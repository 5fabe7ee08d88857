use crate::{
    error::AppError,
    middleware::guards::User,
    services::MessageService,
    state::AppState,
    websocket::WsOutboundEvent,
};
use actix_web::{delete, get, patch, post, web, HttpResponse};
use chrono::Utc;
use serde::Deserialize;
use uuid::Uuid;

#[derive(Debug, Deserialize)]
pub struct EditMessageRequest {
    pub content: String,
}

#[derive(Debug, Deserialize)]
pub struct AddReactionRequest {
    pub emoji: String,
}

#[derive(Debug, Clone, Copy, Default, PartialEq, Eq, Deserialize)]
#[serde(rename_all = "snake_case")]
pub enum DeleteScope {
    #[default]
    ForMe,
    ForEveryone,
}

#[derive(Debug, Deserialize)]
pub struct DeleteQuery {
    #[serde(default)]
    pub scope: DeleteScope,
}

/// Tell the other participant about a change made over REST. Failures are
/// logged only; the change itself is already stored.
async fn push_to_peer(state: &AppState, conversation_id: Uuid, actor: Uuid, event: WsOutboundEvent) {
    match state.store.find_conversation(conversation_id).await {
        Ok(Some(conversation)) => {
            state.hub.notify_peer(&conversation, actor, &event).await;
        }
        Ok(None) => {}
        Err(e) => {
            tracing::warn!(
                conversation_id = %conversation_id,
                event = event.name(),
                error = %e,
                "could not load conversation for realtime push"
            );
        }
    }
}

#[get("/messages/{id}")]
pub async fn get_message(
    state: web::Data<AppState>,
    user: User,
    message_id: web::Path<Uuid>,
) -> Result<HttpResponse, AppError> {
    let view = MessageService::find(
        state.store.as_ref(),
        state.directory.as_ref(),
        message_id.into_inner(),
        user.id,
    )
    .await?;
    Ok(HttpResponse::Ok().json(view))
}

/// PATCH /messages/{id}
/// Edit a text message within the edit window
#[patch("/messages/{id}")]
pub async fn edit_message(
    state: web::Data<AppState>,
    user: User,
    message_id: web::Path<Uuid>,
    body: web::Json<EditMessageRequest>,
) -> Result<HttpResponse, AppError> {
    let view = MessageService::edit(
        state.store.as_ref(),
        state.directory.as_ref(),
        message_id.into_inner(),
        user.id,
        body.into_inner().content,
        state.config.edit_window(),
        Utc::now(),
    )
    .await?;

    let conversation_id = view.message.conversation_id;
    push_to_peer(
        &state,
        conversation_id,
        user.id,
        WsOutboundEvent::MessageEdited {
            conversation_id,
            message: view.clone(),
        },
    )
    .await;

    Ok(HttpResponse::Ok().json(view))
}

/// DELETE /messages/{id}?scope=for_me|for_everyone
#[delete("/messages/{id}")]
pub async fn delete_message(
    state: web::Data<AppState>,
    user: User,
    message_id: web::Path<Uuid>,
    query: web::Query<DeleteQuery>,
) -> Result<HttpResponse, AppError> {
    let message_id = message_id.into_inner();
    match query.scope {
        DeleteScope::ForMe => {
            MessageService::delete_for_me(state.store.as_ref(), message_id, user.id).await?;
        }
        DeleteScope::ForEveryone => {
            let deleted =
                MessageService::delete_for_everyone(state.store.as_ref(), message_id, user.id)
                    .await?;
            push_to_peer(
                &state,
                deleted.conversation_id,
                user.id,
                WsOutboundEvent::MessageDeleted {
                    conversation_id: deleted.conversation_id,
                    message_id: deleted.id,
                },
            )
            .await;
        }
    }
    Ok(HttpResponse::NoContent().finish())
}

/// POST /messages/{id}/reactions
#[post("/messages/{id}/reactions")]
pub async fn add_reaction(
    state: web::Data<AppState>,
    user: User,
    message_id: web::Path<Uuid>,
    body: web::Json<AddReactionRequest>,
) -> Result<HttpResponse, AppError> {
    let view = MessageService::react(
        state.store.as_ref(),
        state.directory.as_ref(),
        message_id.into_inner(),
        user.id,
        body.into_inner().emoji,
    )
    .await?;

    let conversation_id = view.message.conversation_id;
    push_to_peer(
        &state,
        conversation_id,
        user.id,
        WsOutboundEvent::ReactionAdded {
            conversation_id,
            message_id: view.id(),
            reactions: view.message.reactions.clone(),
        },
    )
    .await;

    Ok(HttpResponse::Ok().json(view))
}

Exercise objective:
Repeat all of the material, exactly as it reads.

Solution below:
repository 5fabe7ee08d88857
use crate::{
    error::AppError,
    middleware::guards::User,
    services::MessageService,
    state::AppState,
    websocket::WsOutboundEvent,
};
use actix_web::{delete, get, patch, post, web, HttpResponse};
use chrono::Utc;
use serde::Deserialize;
use uuid::Uuid;

#[derive(Debug, Deserialize)]
pub struct EditMessageRequest {
    pub content: String,
}

#[derive(Debug, Deserialize)]
pub struct AddReactionRequest {
    pub emoji: String,
}

#[derive(Debug, Clone, Copy, Default, PartialEq, Eq, Deserialize)]
#[serde(rename_all = "snake_case")]
pub enum DeleteScope {
    #[default]
    ForMe,
    ForEveryone,
}

#[derive(Debug, Deserialize)]
pub struct DeleteQuery {
    #[serde(default)]
    pub scope: DeleteScope,
}

/// Tell the other participant about a change made over REST. Failures are
/// logged only; the change itself is already stored.
async fn push_to_peer(state: &AppState, conversation_id: Uuid, actor: Uuid, event: WsOutboundEvent) {
    match state.store.find_conversation(conversation_id).await {
        Ok(Some(conversation)) => {
            state.hub.notify_peer(&conversation, actor, &event).await;
        }
        Ok(None) => {}
        Err(e) => {
            tracing::warn!(
                conversation_id = %conversation_id,
                event = event.name(),
                error = %e,
                "could not load conversation for realtime push"
            );
        }
    }
}

#[get("/messages/{id}")]
pub async fn get_message(
    state: web::Data<AppState>,
    user: User,
    message_id: web::Path<Uuid>,
) -> Result<HttpResponse, AppError> {
    let view = MessageService::find(
        state.store.as_ref(),
        state.directory.as_ref(),
        message_id.into_inner(),
        user.id,
    )
    .await?;
    Ok(HttpResponse::Ok().json(view))
}

/// PATCH /messages/{id}
/// Edit a text message within the edit window
#[patch("/messages/{id}")]
pub async fn edit_message(
    state: web::Data<AppState>,
    user: User,
    message_id: web::Path<Uuid>,
    body: web::Json<EditMessageRequest>,
) -> Result<HttpResponse, AppError> {
    let view = MessageService::edit(
        state.store.as_ref(),
        state.directory.as_ref(),
        message_id.into_inner(),
        user.id,
        body.into_inner().content,
        state.config.edit_window(),
        Utc::now(),
    )
    .await?;

    let conversation_id = view.message.conversation_id;
    push_to_peer(
        &state,
        conversation_id,
        user.id,
        WsOutboundEvent::MessageEdited {
            conversation_id,
            message: view.clone(),
        },
    )
    .await;

    Ok(HttpResponse::Ok().json(view))
}

/// DELETE /messages/{id}?scope=for_me|for_everyone
#[delete("/messages/{id}")]
pub async fn delete_message(
    state: web::Data<AppState>,
    user: User,
    message_id: web::Path<Uuid>,
    query: web::Query<DeleteQuery>,
) -> Result<HttpResponse, AppError> {
    let message_id = message_id.into_inner();
    match query.scope {
        DeleteScope::ForMe => {
            MessageService::delete_for_me(state.store.as_ref(), message_id, user.id).await?;
        }
        DeleteScope::ForEveryone => {
            let deleted =
                MessageService::delete_for_everyone(state.store.as_ref(), message_id, user.id)
                    .await?;
            push_to_peer(
                &state,
                deleted.conversation_id,
                user.id,
                WsOutboundEvent::MessageDeleted {
                    conversation_id: deleted.conversation_id,
                    message_id: deleted.id,
                },
            )
            .await;
        }
    }
    Ok(HttpResponse::NoContent().finish())
}

/// POST /messages/{id}/reactions
#[post("/messages/{id}/reactions")]
pub async fn add_reaction(
    state: web::Data<AppState>,
    user: User,
    message_id: web::Path<Uuid>,
    body: web::Json<AddReactionRequest>,
) -> Result<HttpResponse, AppError> {
    let view = MessageService::react(
        state.store.as_ref(),
        state.directory.as_ref(),
        message_id.into_inner(),
        user.id,
        body.into_inner().emoji,
    )
    .await?;

    let conversation_id = view.message.conversation_id;
    push_to_peer(
        &state,
        conversation_id,
        user.id,
        WsOutboundEvent::ReactionAdded {
            conversation_id,
            message_id: view.id(),
            reactions: view.message.reactions.clone(),
        },
    )
    .await;

    Ok(HttpResponse::Ok().json(view))
}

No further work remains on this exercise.